Boingvert Exercises |top| May 2026

The Boingvert Manifesto: Lessons in Falling Upward

Forget the pull-up. Forget the push-down. The exists in the perpendicular squeak. boingvert exercises

Do ten Boingverts each morning. By noon, you will answer every question with a small, involuntary hop. By sunset, you will realize that all movement is just falling in a direction you chose half a second ago. The Boingvert Manifesto: Lessons in Falling Upward Forget

From the Silent Boing, launch upward—but mid-flight, tuck your chin to your chest and rotate backward . This is not a backflip. A backflip is arrogant. The Reverse Plonk is a surrender: you become a ball of human rubber, turning your gaze to the sky you just left. At the apex, whisper: "Down is just a suggestion." Do ten Boingverts each morning

Lie on your back.
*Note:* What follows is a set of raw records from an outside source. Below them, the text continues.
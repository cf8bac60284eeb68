//! String commands. Scalars are adapted from the raw token on write, so an
//! integer-looking SET stores an integer and INCR works on it directly.

use crate::command::{
    parse_f64, parse_i64, wrong_args, AccessKeys, CommandSpec, CATEGORY_FAST, CATEGORY_READ,
    CATEGORY_SLOW, CATEGORY_STRING, CATEGORY_WRITE,
};
use crate::context::Context;
use crate::error::{StoreError, StoreResult};
use crate::keyspace::now_millis;
use crate::resp::{format_score, Reply};
use crate::store::Access;
use crate::types::{adapt_token, Value};

/// Longest value a string may grow to: 512 MB.
const MAX_STRING_SIZE: usize = 512 * 1024 * 1024;

fn set_keys(args: &[String]) -> StoreResult<AccessKeys> {
    if args.len() < 3 {
        return Err(wrong_args("set"));
    }
    Ok(AccessKeys::write(&args[1..2]))
}

fn get_keys(args: &[String]) -> StoreResult<AccessKeys> {
    if args.len() != 2 {
        return Err(wrong_args("get"));
    }
    Ok(AccessKeys::read(&args[1..2]))
}

fn mset_keys(args: &[String]) -> StoreResult<AccessKeys> {
    if args.len() < 3 || (args.len() - 1) % 2 != 0 {
        return Err(wrong_args("mset"));
    }
    let keys: Vec<String> = args[1..].iter().step_by(2).cloned().collect();
    Ok(AccessKeys::write(&keys))
}

fn getdel_keys(args: &[String]) -> StoreResult<AccessKeys> {
    if args.len() != 2 {
        return Err(wrong_args("getdel"));
    }
    Ok(AccessKeys::write(&args[1..2]))
}

fn strlen_keys(args: &[String]) -> StoreResult<AccessKeys> {
    if args.len() != 2 {
        return Err(wrong_args("strlen"));
    }
    Ok(AccessKeys::read(&args[1..2]))
}

fn getrange_keys(args: &[String]) -> StoreResult<AccessKeys> {
    if args.len() != 4 {
        return Err(wrong_args("getrange"));
    }
    Ok(AccessKeys::read(&args[1..2]))
}

fn setrange_keys(args: &[String]) -> StoreResult<AccessKeys> {
    if args.len() != 4 {
        return Err(wrong_args("setrange"));
    }
    Ok(AccessKeys::write(&args[1..2]))
}

fn append_keys(args: &[String]) -> StoreResult<AccessKeys> {
    if args.len() != 3 {
        return Err(wrong_args("append"));
    }
    Ok(AccessKeys::write(&args[1..2]))
}

fn incr_keys(args: &[String]) -> StoreResult<AccessKeys> {
    if args.len() != 2 {
        return Err(wrong_args("incr"));
    }
    Ok(AccessKeys::write(&args[1..2]))
}

fn incrby_keys(args: &[String]) -> StoreResult<AccessKeys> {
    if args.len() != 3 {
        return Err(wrong_args("incrby"));
    }
    Ok(AccessKeys::write(&args[1..2]))
}

/// Scalar bytes at a key; WrongType when a container lives there.
fn read_scalar(access: &Access, key: &str) -> StoreResult<Option<Vec<u8>>> {
    match access.value(key) {
        None => Ok(None),
        Some(v) => v.scalar_bytes().map(Some).ok_or(StoreError::WrongType),
    }
}

fn scalar_as_i64(value: &Value) -> StoreResult<i64> {
    match value {
        Value::Int(n) => Ok(*n),
        Value::Str(b) => std::str::from_utf8(b)
            .ok()
            .and_then(|s| s.parse().ok())
            .ok_or(StoreError::NotInteger),
        Value::Float(_) => Err(StoreError::NotInteger),
        _ => Err(StoreError::WrongType),
    }
}

fn scalar_as_f64(value: &Value) -> StoreResult<f64> {
    match value {
        Value::Int(n) => Ok(*n as f64),
        Value::Float(f) => Ok(*f),
        Value::Str(b) => std::str::from_utf8(b)
            .ok()
            .and_then(|s| s.parse().ok())
            .ok_or(StoreError::NotFloat),
        _ => Err(StoreError::WrongType),
    }
}

fn cmd_set(_ctx: &Context, args: &[String], access: &mut Access) -> StoreResult<Reply> {
    let key = &args[1];
    let value = &args[2];

    let mut nx = false;
    let mut xx = false;
    let mut get = false;
    let mut expire_at: Option<u64> = None;

    let mut i = 3;
    while i < args.len() {
        match args[i].to_lowercase().as_str() {
            "nx" => nx = true,
            "xx" => xx = true,
            "get" => get = true,
            opt @ ("ex" | "px" | "exat" | "pxat") => {
                if expire_at.is_some() {
                    return Err(StoreError::SyntaxError);
                }
                let amount = args.get(i + 1).ok_or(StoreError::SyntaxError)?;
                let amount = parse_i64(amount)?;
                if (opt == "ex" || opt == "px") && amount <= 0 {
                    return Err(StoreError::Generic(
                        "invalid expire time in 'set' command".to_string(),
                    ));
                }
                expire_at = Some(match opt {
                    "ex" => now_millis().saturating_add_signed(amount.saturating_mul(1000)),
                    "px" => now_millis().saturating_add_signed(amount),
                    "exat" => amount.saturating_mul(1000).max(0) as u64,
                    _ => amount.max(0) as u64,
                });
                i += 1;
            }
            _ => return Err(StoreError::SyntaxError),
        }
        i += 1;
    }
    if nx && xx {
        return Err(StoreError::OptionConflict(
            "NX and XX options at the same time are not compatible".to_string(),
        ));
    }

    let exists = access.exists(key);
    let old = if get { read_scalar(access, key)? } else { None };

    if (nx && exists) || (xx && !exists) {
        return Ok(match old {
            Some(bytes) => Reply::bulk(bytes),
            None => Reply::nil(),
        });
    }

    access.set_value(key, adapt_token(value).into())?;
    if let Some(at) = expire_at {
        access.set_expiry(key, Some(at))?;
    }

    Ok(if get {
        match old {
            Some(bytes) => Reply::bulk(bytes),
            None => Reply::nil(),
        }
    } else {
        Reply::ok()
    })
}

fn cmd_get(_ctx: &Context, args: &[String], access: &mut Access) -> StoreResult<Reply> {
    Ok(match read_scalar(access, &args[1])? {
        Some(bytes) => Reply::bulk(bytes),
        None => Reply::nil(),
    })
}

fn cmd_mset(_ctx: &Context, args: &[String], access: &mut Access) -> StoreResult<Reply> {
    for pair in args[1..].chunks(2) {
        access.set_value(&pair[0], adapt_token(&pair[1]).into())?;
    }
    Ok(Reply::ok())
}

fn cmd_getdel(_ctx: &Context, args: &[String], access: &mut Access) -> StoreResult<Reply> {
    let key = &args[1];
    let old = read_scalar(access, key)?;
    if old.is_some() {
        access.delete(key);
    }
    Ok(match old {
        Some(bytes) => Reply::bulk(bytes),
        None => Reply::nil(),
    })
}

fn cmd_strlen(_ctx: &Context, args: &[String], access: &mut Access) -> StoreResult<Reply> {
    let len = read_scalar(access, &args[1])?.map_or(0, |b| b.len());
    Ok(Reply::integer(len as i64))
}

/// Byte range with negative-index notation, clamped like the wire protocol
/// expects.
fn substring(data: &[u8], start: i64, end: i64) -> Vec<u8> {
    let len = data.len() as i64;
    if len == 0 {
        return Vec::new();
    }
    if start < 0 && end < 0 && start > end {
        return Vec::new();
    }

    let mut s = if start < 0 { len + start } else { start };
    let mut e = if end < 0 { len + end } else { end };
    if s < 0 {
        s = 0;
    }
    if e < 0 {
        e = 0;
    }
    if e >= len {
        e = len - 1;
    }
    if s > e {
        return Vec::new();
    }
    data[s as usize..=e as usize].to_vec()
}

fn cmd_getrange(_ctx: &Context, args: &[String], access: &mut Access) -> StoreResult<Reply> {
    let start = parse_i64(&args[2])?;
    let end = parse_i64(&args[3])?;
    let data = read_scalar(access, &args[1])?.unwrap_or_default();
    Ok(Reply::bulk(substring(&data, start, end)))
}

fn cmd_setrange(_ctx: &Context, args: &[String], access: &mut Access) -> StoreResult<Reply> {
    let key = &args[1];
    let offset = parse_i64(&args[2])?;
    if offset < 0 {
        return Err(StoreError::Generic("offset is out of range".to_string()));
    }
    let offset = offset as usize;
    let patch = args[3].as_bytes();

    let mut data = read_scalar(access, key)?.unwrap_or_default();
    let needed = offset + patch.len();
    if needed > MAX_STRING_SIZE {
        return Err(StoreError::LimitExceeded(
            "string exceeds maximum allowed size (512MB)".to_string(),
        ));
    }
    if needed > data.len() {
        data.resize(needed, 0);
    }
    data[offset..offset + patch.len()].copy_from_slice(patch);
    let len = data.len();
    access.set_value(key, Value::Str(data))?;
    Ok(Reply::integer(len as i64))
}

fn cmd_append(_ctx: &Context, args: &[String], access: &mut Access) -> StoreResult<Reply> {
    let key = &args[1];
    let mut data = read_scalar(access, key)?.unwrap_or_default();
    if data.len() + args[2].len() > MAX_STRING_SIZE {
        return Err(StoreError::LimitExceeded(
            "string exceeds maximum allowed size (512MB)".to_string(),
        ));
    }
    data.extend_from_slice(args[2].as_bytes());
    let len = data.len();
    access.set_value(key, Value::Str(data))?;
    Ok(Reply::integer(len as i64))
}

fn incr_decr(access: &mut Access, key: &str, delta: i64) -> StoreResult<Reply> {
    let current = match access.value(key) {
        Some(v) => scalar_as_i64(v)?,
        None => 0,
    };
    let new_val = current.checked_add(delta).ok_or_else(|| {
        StoreError::Generic("increment or decrement would overflow".to_string())
    })?;
    access.set_value(key, Value::Int(new_val))?;
    Ok(Reply::integer(new_val))
}

fn cmd_incr(_ctx: &Context, args: &[String], access: &mut Access) -> StoreResult<Reply> {
    incr_decr(access, &args[1], 1)
}

fn cmd_decr(_ctx: &Context, args: &[String], access: &mut Access) -> StoreResult<Reply> {
    incr_decr(access, &args[1], -1)
}

fn cmd_incrby(_ctx: &Context, args: &[String], access: &mut Access) -> StoreResult<Reply> {
    let delta = parse_i64(&args[2])?;
    incr_decr(access, &args[1], delta)
}

fn cmd_decrby(_ctx: &Context, args: &[String], access: &mut Access) -> StoreResult<Reply> {
    let delta = parse_i64(&args[2])?;
    incr_decr(access, &args[1], delta.checked_neg().ok_or(StoreError::NotInteger)?)
}

fn cmd_incrbyfloat(_ctx: &Context, args: &[String], access: &mut Access) -> StoreResult<Reply> {
    let key = &args[1];
    let delta = parse_f64(&args[2])?;
    let current = match access.value(key) {
        Some(v) => scalar_as_f64(v)?,
        None => 0.0,
    };
    let new_val = current + delta;
    if new_val.is_nan() || new_val.is_infinite() {
        return Err(StoreError::Generic(
            "increment would produce NaN or Infinity".to_string(),
        ));
    }
    access.set_value(key, Value::Float(new_val))?;
    Ok(Reply::bulk(format_score(new_val).into_bytes()))
}

pub fn commands() -> Vec<CommandSpec> {
    vec![
        CommandSpec {
            name: "set",
            categories: &[CATEGORY_STRING, CATEGORY_WRITE, CATEGORY_SLOW],
            description: "(SET key value [NX | XX] [GET] [EX seconds | PX milliseconds | EXAT unix-seconds | PXAT unix-milliseconds]) Sets the value at the key.",
            synchronous: true,
            key_extractor: set_keys,
            handler: cmd_set,
        },
        CommandSpec {
            name: "get",
            categories: &[CATEGORY_STRING, CATEGORY_READ, CATEGORY_FAST],
            description: "(GET key) Returns the string value at the key.",
            synchronous: false,
            key_extractor: get_keys,
            handler: cmd_get,
        },
        CommandSpec {
            name: "mset",
            categories: &[CATEGORY_STRING, CATEGORY_WRITE, CATEGORY_SLOW],
            description: "(MSET key value [key value ...]) Sets multiple keys in one atomic step.",
            synchronous: true,
            key_extractor: mset_keys,
            handler: cmd_mset,
        },
        CommandSpec {
            name: "getdel",
            categories: &[CATEGORY_STRING, CATEGORY_WRITE, CATEGORY_FAST],
            description: "(GETDEL key) Returns the string value and deletes the key.",
            synchronous: true,
            key_extractor: getdel_keys,
            handler: cmd_getdel,
        },
        CommandSpec {
            name: "strlen",
            categories: &[CATEGORY_STRING, CATEGORY_READ, CATEGORY_FAST],
            description: "(STRLEN key) Returns the length of the string value.",
            synchronous: false,
            key_extractor: strlen_keys,
            handler: cmd_strlen,
        },
        CommandSpec {
            name: "getrange",
            categories: &[CATEGORY_STRING, CATEGORY_READ, CATEGORY_SLOW],
            description: "(GETRANGE key start end) Returns a substring of the string value.",
            synchronous: false,
            key_extractor: getrange_keys,
            handler: cmd_getrange,
        },
        CommandSpec {
            name: "substr",
            categories: &[CATEGORY_STRING, CATEGORY_READ, CATEGORY_SLOW],
            description: "(SUBSTR key start end) Alias of GETRANGE.",
            synchronous: false,
            key_extractor: getrange_keys,
            handler: cmd_getrange,
        },
        CommandSpec {
            name: "setrange",
            categories: &[CATEGORY_STRING, CATEGORY_WRITE, CATEGORY_SLOW],
            description: "(SETRANGE key offset value) Overwrites part of the string from offset, zero-padding as needed.",
            synchronous: true,
            key_extractor: setrange_keys,
            handler: cmd_setrange,
        },
        CommandSpec {
            name: "append",
            categories: &[CATEGORY_STRING, CATEGORY_WRITE, CATEGORY_FAST],
            description: "(APPEND key value) Appends to the string value, creating the key if absent.",
            synchronous: true,
            key_extractor: append_keys,
            handler: cmd_append,
        },
        CommandSpec {
            name: "incr",
            categories: &[CATEGORY_STRING, CATEGORY_WRITE, CATEGORY_FAST],
            description: "(INCR key) Increments the integer value by one.",
            synchronous: true,
            key_extractor: incr_keys,
            handler: cmd_incr,
        },
        CommandSpec {
            name: "decr",
            categories: &[CATEGORY_STRING, CATEGORY_WRITE, CATEGORY_FAST],
            description: "(DECR key) Decrements the integer value by one.",
            synchronous: true,
            key_extractor: incr_keys,
            handler: cmd_decr,
        },
        CommandSpec {
            name: "incrby",
            categories: &[CATEGORY_STRING, CATEGORY_WRITE, CATEGORY_FAST],
            description: "(INCRBY key increment) Increments the integer value by the given amount.",
            synchronous: true,
            key_extractor: incrby_keys,
            handler: cmd_incrby,
        },
        CommandSpec {
            name: "decrby",
            categories: &[CATEGORY_STRING, CATEGORY_WRITE, CATEGORY_FAST],
            description: "(DECRBY key decrement) Decrements the integer value by the given amount.",
            synchronous: true,
            key_extractor: incrby_keys,
            handler: cmd_decrby,
        },
        CommandSpec {
            name: "incrbyfloat",
            categories: &[CATEGORY_STRING, CATEGORY_WRITE, CATEGORY_FAST],
            description: "(INCRBYFLOAT key increment) Increments the float value by the given amount.",
            synchronous: true,
            key_extractor: incrby_keys,
            handler: cmd_incrbyfloat,
        },
    ]
}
Now, without using your arms, try to stand up—but only by bouncing your tailbone against the mat. Each bounce adds a vertebra. Boing. Vertebra. Boing. Vertebra. At the halfway point, you will look like a seal doing crunches. By the final bounce, you are upright again, breathing hard, having done exactly zero useful work.

Land on your hands. No—don't crumple. Your palms should slap the mat with the same energy as a judge’s gavel. Your feet now point at the ceiling fan. You are upside down, but you are boinging . Your spine is a spring again, but now it’s compressed vertically in reverse.

And when someone asks you, "What are you doing?" Smile. Bounce once. Say: "Boingvert. The art of not landing until you decide to." Want me to turn this into a printable poster or a short video script?